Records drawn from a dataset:
______________________________

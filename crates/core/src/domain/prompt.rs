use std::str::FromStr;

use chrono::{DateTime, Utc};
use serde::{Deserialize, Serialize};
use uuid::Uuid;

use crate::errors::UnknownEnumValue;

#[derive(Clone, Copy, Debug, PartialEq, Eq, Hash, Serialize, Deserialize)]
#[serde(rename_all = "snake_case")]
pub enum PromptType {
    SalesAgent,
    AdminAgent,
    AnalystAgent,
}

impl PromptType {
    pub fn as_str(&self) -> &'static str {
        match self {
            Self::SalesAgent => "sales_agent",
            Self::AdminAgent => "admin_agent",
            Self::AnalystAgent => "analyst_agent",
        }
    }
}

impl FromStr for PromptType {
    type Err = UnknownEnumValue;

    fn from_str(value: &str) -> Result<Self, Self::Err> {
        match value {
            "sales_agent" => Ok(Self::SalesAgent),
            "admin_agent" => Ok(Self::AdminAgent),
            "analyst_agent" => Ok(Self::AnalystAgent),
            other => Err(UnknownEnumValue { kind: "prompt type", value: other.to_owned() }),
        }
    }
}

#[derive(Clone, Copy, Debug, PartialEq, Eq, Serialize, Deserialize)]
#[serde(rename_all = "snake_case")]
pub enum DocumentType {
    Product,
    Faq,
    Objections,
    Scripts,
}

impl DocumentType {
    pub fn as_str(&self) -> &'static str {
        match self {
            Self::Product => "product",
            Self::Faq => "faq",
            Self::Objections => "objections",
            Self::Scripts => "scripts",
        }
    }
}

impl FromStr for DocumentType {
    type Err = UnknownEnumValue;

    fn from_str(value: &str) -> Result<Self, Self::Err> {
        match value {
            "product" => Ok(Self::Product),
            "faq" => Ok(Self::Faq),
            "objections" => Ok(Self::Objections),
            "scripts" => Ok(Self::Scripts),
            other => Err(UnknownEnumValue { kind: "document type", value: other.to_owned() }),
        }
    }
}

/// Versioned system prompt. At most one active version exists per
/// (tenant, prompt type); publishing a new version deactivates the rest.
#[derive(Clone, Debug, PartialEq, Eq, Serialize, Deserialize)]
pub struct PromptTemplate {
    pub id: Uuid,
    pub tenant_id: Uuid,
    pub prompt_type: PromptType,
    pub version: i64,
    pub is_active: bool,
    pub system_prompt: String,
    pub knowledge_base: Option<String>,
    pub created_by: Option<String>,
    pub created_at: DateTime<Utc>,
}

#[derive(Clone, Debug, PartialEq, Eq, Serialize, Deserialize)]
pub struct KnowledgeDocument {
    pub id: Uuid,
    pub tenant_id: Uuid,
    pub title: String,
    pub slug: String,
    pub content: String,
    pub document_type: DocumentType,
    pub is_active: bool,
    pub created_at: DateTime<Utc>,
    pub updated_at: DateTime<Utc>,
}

______________________________

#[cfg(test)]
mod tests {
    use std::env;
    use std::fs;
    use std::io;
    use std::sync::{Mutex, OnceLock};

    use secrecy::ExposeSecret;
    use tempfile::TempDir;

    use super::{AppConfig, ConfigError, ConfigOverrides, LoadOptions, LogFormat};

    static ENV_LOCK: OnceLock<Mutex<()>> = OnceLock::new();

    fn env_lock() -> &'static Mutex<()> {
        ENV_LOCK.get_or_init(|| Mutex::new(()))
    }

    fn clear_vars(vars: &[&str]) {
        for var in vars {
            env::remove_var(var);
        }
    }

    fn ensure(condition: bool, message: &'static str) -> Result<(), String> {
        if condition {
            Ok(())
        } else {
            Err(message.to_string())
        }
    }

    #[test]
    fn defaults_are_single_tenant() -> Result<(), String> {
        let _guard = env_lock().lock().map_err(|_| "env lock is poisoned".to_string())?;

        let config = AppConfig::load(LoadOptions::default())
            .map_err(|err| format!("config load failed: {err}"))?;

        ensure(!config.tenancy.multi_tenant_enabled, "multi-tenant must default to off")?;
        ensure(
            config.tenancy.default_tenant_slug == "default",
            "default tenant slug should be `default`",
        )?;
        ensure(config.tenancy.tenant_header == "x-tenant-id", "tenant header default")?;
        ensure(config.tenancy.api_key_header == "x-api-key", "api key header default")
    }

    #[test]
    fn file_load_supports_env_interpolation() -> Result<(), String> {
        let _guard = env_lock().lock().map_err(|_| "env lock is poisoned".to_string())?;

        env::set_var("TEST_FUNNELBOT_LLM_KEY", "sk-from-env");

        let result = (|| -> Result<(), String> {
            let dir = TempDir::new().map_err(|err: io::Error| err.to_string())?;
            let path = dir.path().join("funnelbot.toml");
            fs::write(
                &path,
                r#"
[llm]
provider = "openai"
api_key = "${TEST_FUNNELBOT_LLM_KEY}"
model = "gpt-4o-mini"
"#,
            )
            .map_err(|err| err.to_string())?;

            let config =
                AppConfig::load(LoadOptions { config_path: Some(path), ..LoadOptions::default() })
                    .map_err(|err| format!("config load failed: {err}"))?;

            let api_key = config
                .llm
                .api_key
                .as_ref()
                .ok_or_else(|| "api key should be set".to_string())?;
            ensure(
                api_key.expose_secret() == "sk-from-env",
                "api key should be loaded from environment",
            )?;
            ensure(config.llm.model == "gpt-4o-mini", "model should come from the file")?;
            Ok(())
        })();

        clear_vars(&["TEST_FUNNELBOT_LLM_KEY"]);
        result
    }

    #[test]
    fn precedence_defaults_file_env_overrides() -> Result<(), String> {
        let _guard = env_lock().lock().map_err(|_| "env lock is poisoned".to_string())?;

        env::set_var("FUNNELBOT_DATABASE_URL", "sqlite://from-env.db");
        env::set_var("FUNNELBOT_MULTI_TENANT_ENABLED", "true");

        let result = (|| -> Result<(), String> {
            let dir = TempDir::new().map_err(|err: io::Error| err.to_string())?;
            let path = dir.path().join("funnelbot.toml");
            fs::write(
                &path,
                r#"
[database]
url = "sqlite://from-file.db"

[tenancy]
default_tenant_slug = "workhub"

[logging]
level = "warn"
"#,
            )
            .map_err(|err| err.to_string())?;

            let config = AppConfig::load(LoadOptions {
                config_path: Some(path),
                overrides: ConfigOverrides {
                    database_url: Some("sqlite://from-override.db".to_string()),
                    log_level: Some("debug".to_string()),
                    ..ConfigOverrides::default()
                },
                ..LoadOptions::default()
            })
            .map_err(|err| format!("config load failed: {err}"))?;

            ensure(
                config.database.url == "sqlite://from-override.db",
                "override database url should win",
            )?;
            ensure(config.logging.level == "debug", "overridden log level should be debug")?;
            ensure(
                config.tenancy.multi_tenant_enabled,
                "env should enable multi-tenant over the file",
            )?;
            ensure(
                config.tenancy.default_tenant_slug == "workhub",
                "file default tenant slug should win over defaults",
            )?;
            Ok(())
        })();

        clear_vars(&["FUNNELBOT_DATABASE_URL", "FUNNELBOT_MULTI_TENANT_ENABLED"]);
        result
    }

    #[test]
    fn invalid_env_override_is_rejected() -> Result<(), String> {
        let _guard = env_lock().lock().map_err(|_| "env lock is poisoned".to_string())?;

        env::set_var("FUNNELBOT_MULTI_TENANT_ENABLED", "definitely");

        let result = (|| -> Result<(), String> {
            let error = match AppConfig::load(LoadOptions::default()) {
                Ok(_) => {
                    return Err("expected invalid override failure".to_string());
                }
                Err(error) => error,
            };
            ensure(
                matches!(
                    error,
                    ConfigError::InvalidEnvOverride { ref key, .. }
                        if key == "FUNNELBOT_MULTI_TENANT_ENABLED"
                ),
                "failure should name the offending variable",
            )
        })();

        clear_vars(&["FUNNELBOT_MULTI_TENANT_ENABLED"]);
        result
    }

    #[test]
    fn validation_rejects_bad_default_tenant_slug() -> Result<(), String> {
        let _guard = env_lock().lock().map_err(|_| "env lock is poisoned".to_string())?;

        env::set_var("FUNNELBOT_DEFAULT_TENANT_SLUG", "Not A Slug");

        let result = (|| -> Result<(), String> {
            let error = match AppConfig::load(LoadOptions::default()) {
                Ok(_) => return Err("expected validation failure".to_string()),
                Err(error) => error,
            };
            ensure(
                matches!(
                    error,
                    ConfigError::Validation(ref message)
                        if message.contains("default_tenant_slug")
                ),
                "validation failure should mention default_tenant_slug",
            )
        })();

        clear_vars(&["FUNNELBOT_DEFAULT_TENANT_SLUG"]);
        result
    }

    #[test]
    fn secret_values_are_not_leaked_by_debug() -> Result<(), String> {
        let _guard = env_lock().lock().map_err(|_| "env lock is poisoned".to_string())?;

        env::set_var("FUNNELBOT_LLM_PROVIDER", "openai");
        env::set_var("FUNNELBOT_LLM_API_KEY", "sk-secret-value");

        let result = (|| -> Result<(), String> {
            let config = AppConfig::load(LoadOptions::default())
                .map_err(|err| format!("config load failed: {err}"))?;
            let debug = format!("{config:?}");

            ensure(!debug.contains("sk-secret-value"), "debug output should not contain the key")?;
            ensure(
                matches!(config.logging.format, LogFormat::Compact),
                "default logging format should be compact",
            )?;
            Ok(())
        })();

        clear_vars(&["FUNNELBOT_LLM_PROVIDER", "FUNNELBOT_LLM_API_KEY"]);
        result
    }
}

______________________________

Lines, not occurrences, are what count: report how many lines of the records above include the word "static", and nothing else.

Solution to the problem
5